* **What the task asks**
From the first line of the data below through the line holding "pub struct NavigatedDisklet<D>", write out each line exactly as it stands.

(Source records)
○ ○ ○ ○ ○ ○ ○

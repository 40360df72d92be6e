//! Navigation operations implementation

use log::debug;

use crate::error::StorageError;
use crate::storage::results::Listing;
use crate::storage::validation::{join_path, normalize_path};
use crate::storage::Disklet;

/// A view of another disklet rooted at one of its folders.
///
/// Paths given to the view are resolved below `prefix`; since `..` never
/// validates, nothing outside the prefix is reachable.
pub struct NavigatedDisklet<D> {
    inner: D,
    prefix: String,
}

impl<D: Disklet> NavigatedDisklet<D> {
    pub fn new(inner: D, path: &str) -> Result<Self, StorageError> {
        let prefix = normalize_path(path)?;
        debug!("Navigated into '{}'", prefix);
        Ok(Self { inner, prefix })
    }

    /// Folder of the inner disklet this view is rooted at
    pub fn prefix(&self) -> &str {
        &self.prefix
    }

    /// Resolves a path, keeping the view's root off-limits for file operations
    fn file_path(&self, path: &str) -> Result<String, StorageError> {
        if path.is_empty() {
            return Err(StorageError::InvalidPath(
                "the store root is not a file".to_string(),
            ));
        }
        self.scoped(path)
    }

    fn scoped(&self, path: &str) -> Result<String, StorageError> {
        let path = normalize_path(path)?;
        Ok(join_path(&self.prefix, &path))
    }
}

impl<D: Disklet> Disklet for NavigatedDisklet<D> {
    fn delete(&self, path: &str) -> Result<(), StorageError> {
        self.inner.delete(&self.file_path(path)?).map_err(|e| self.unscope(e, path))
    }

    fn get_data(&self, path: &str) -> Result<Vec<u8>, StorageError> {
        self.inner.get_data(&self.file_path(path)?).map_err(|e| self.unscope(e, path))
    }

    fn get_text(&self, path: &str) -> Result<String, StorageError> {
        self.inner.get_text(&self.file_path(path)?).map_err(|e| self.unscope(e, path))
    }

    fn list(&self, path: &str) -> Result<Listing, StorageError> {
        // Child names are relative to the listed folder, so they need no rewriting.
        match self.inner.list(&self.scoped(path)?) {
            // A view onto a folder that does not exist yet behaves as an empty root.
            Err(StorageError::NotFound(_)) if path.is_empty() => Ok(Listing::new()),
            result => result.map_err(|e| self.unscope(e, path)),
        }
    }

    fn set_data(&self, path: &str, data: &[u8]) -> Result<(), StorageError> {
        self.inner
            .set_data(&self.file_path(path)?, data)
            .map_err(|e| self.unscope(e, path))
    }

    fn set_text(&self, path: &str, text: &str) -> Result<(), StorageError> {
        self.inner
            .set_text(&self.file_path(path)?, text)
            .map_err(|e| self.unscope(e, path))
    }
}

impl<D> NavigatedDisklet<D> {
    /// Reports errors in terms of the view's paths rather than the inner ones.
    ///
    /// Paths below the prefix lose it; anything above it is replaced by the
    /// path the caller asked for.
    fn unscope(&self, err: StorageError, path: &str) -> StorageError {
        let relative = |inner: String| -> String {
            if self.prefix.is_empty() {
                return inner;
            }
            match inner.strip_prefix(self.prefix.as_str()) {
                Some("") => String::new(),
                Some(rest) => match rest.strip_prefix('/') {
                    Some(rest) => rest.to_string(),
                    None => path.to_string(),
                },
                None => path.to_string(),
            }
        };

        match err {
            StorageError::NotFound(p) => StorageError::NotFound(relative(p)),
            StorageError::NotAFolder(p) => StorageError::NotAFolder(relative(p)),
            StorageError::IsAFolder(p) => StorageError::IsAFolder(relative(p)),
            StorageError::DecodeError(p) => StorageError::DecodeError(relative(p)),
            other => other,
        }
    }
}
//! Disklet wire protocol
//!
//! JSON-lines boundary adapter: request parsing, base64 transcoding,
//! dispatch onto a disklet, and response formatting.

pub mod codec;
pub mod commands;
pub mod handlers;
pub mod parser;
pub mod responses;

pub use commands::{Command, Request};
pub use handlers::handle_request;
pub use parser::{LineRead, discard_line, parse_line, parse_request, read_request_line, recover_id};
pub use responses::{ErrorBody, Response};
//! Merge middleware
//!
//! Layers a writable master store over a read fallback.

use log::debug;

use crate::error::StorageError;
use crate::storage::results::Listing;
use crate::storage::Disklet;

/// Reads fall through to `fallback` when `master` has nothing; writes go to `master`.
pub struct MergedDisklet<M, F> {
    master: M,
    fallback: F,
}

impl<M: Disklet, F: Disklet> MergedDisklet<M, F> {
    pub fn new(master: M, fallback: F) -> Self {
        Self { master, fallback }
    }
}

impl<M: Disklet, F: Disklet> Disklet for MergedDisklet<M, F> {
    /// Deletes from both stores. Both are attempted even if the first fails.
    fn delete(&self, path: &str) -> Result<(), StorageError> {
        let master = self.master.delete(path);
        let fallback = self.fallback.delete(path);
        master.and(fallback)
    }

    fn get_data(&self, path: &str) -> Result<Vec<u8>, StorageError> {
        match self.master.get_data(path) {
            Err(StorageError::NotFound(_)) => {
                debug!("{} not in master, reading fallback", path);
                self.fallback.get_data(path)
            }
            result => result,
        }
    }

    fn get_text(&self, path: &str) -> Result<String, StorageError> {
        match self.master.get_text(path) {
            Err(StorageError::NotFound(_)) => {
                debug!("{} not in master, reading fallback", path);
                self.fallback.get_text(path)
            }
            result => result,
        }
    }

    /// Union of both listings; master wins where kinds disagree.
    fn list(&self, path: &str) -> Result<Listing, StorageError> {
        match (self.master.list(path), self.fallback.list(path)) {
            (Ok(master), Ok(mut merged)) => {
                merged.extend(master);
                Ok(merged)
            }
            // A fallback file shadowed by a master folder lists as the folder.
            (Ok(listing), Err(StorageError::NotFound(_) | StorageError::NotAFolder(_)))
            | (Err(StorageError::NotFound(_)), Ok(listing)) => Ok(listing),
            (Err(e), _) | (_, Err(e)) => Err(e),
        }
    }

    fn set_data(&self, path: &str, data: &[u8]) -> Result<(), StorageError> {
        self.master.set_data(path, data)
    }

    fn set_text(&self, path: &str, text: &str) -> Result<(), StorageError> {
        self.master.set_text(path, text)
    }
}
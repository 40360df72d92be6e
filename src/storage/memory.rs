//! In-memory storage
//!
//! Emulates a file store in memory. Folders exist only while they hold files.

use std::collections::BTreeMap;
use std::io;
use std::sync::{RwLock, RwLockReadGuard, RwLockWriteGuard};

use crate::error::StorageError;
use crate::storage::Disklet;
use crate::storage::results::{EntryKind, Listing};
use crate::storage::validation::split_path;

type Files = BTreeMap<String, Vec<u8>>;

#[derive(Debug, Default)]
pub struct MemoryDisklet {
    files: RwLock<Files>,
}

impl MemoryDisklet {
    pub fn new() -> Self {
        Self::default()
    }

    /// Seeds a store from existing `path -> content` pairs.
    pub fn with_files<I, P, D>(files: I) -> Result<Self, StorageError>
    where
        I: IntoIterator<Item = (P, D)>,
        P: AsRef<str>,
        D: Into<Vec<u8>>,
    {
        let store = Self::new();
        for (path, data) in files {
            let data: Vec<u8> = data.into();
            store.set_data(path.as_ref(), &data)?;
        }
        Ok(store)
    }

    fn read(&self) -> Result<RwLockReadGuard<'_, Files>, StorageError> {
        self.files.read().map_err(|_| poisoned())
    }

    fn write(&self) -> Result<RwLockWriteGuard<'_, Files>, StorageError> {
        self.files.write().map_err(|_| poisoned())
    }
}

fn poisoned() -> StorageError {
    StorageError::IoFailure(io::Error::other("memory store lock poisoned"))
}

/// Validates a non-root path and returns its canonical key
fn file_key(path: &str) -> Result<String, StorageError> {
    let segments = split_path(path)?;
    if segments.is_empty() {
        return Err(StorageError::InvalidPath(
            "the store root is not a file".to_string(),
        ));
    }
    Ok(segments.join("/"))
}

fn folder_prefix(key: &str) -> String {
    if key.is_empty() {
        String::new()
    } else {
        format!("{}/", key)
    }
}

/// Keys strictly beneath the folder `key`
fn descendants<'a>(files: &'a Files, key: &str) -> impl Iterator<Item = &'a String> + 'a {
    let prefix = folder_prefix(key);
    files
        .range(prefix.clone()..)
        .map(|(k, _)| k)
        .take_while(move |k| k.starts_with(&prefix))
}

impl Disklet for MemoryDisklet {
    fn delete(&self, path: &str) -> Result<(), StorageError> {
        let key = file_key(path)?;
        let mut files = self.write()?;

        files.remove(&key);
        let doomed: Vec<String> = descendants(&files, &key).cloned().collect();
        for k in doomed {
            files.remove(&k);
        }
        Ok(())
    }

    fn get_data(&self, path: &str) -> Result<Vec<u8>, StorageError> {
        let key = file_key(path)?;
        let files = self.read()?;
        files
            .get(&key)
            .cloned()
            .ok_or_else(|| StorageError::NotFound(path.to_string()))
    }

    fn list(&self, path: &str) -> Result<Listing, StorageError> {
        let key = split_path(path)?.join("/");
        let files = self.read()?;

        if files.contains_key(&key) {
            return Err(StorageError::NotAFolder(path.to_string()));
        }

        let prefix_len = folder_prefix(&key).len();
        let mut listing = Listing::new();
        for child in descendants(&files, &key) {
            let rest = &child[prefix_len..];
            match rest.split_once('/') {
                Some((name, _)) => listing.insert(name.to_string(), EntryKind::Folder),
                None => listing.insert(rest.to_string(), EntryKind::File),
            };
        }

        if listing.is_empty() && !key.is_empty() {
            return Err(StorageError::NotFound(path.to_string()));
        }
        Ok(listing)
    }

    fn set_data(&self, path: &str, data: &[u8]) -> Result<(), StorageError> {
        let key = file_key(path)?;
        let mut files = self.write()?;

        if descendants(&files, &key).next().is_some() {
            return Err(StorageError::IsAFolder(path.to_string()));
        }

        let mut ancestor = String::new();
        let segments: Vec<&str> = key.split('/').collect();
        for segment in &segments[..segments.len() - 1] {
            if !ancestor.is_empty() {
                ancestor.push('/');
            }
            ancestor.push_str(segment);
            if files.contains_key(&ancestor) {
                return Err(StorageError::NotAFolder(ancestor));
            }
        }

        files.insert(key, data.to_vec());
        Ok(())
    }
}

○ ○ ○ ○ ○ ○ ○

* **Output of the exercise**
repository 40360df72d92be6e
//! Navigation operations implementation

use log::debug;

use crate::error::StorageError;
use crate::storage::results::Listing;
use crate::storage::validation::{join_path, normalize_path};
use crate::storage::Disklet;

/// A view of another disklet rooted at one of its folders.
///
/// Paths given to the view are resolved below `prefix`; since `..` never
/// validates, nothing outside the prefix is reachable.
pub struct NavigatedDisklet<D> {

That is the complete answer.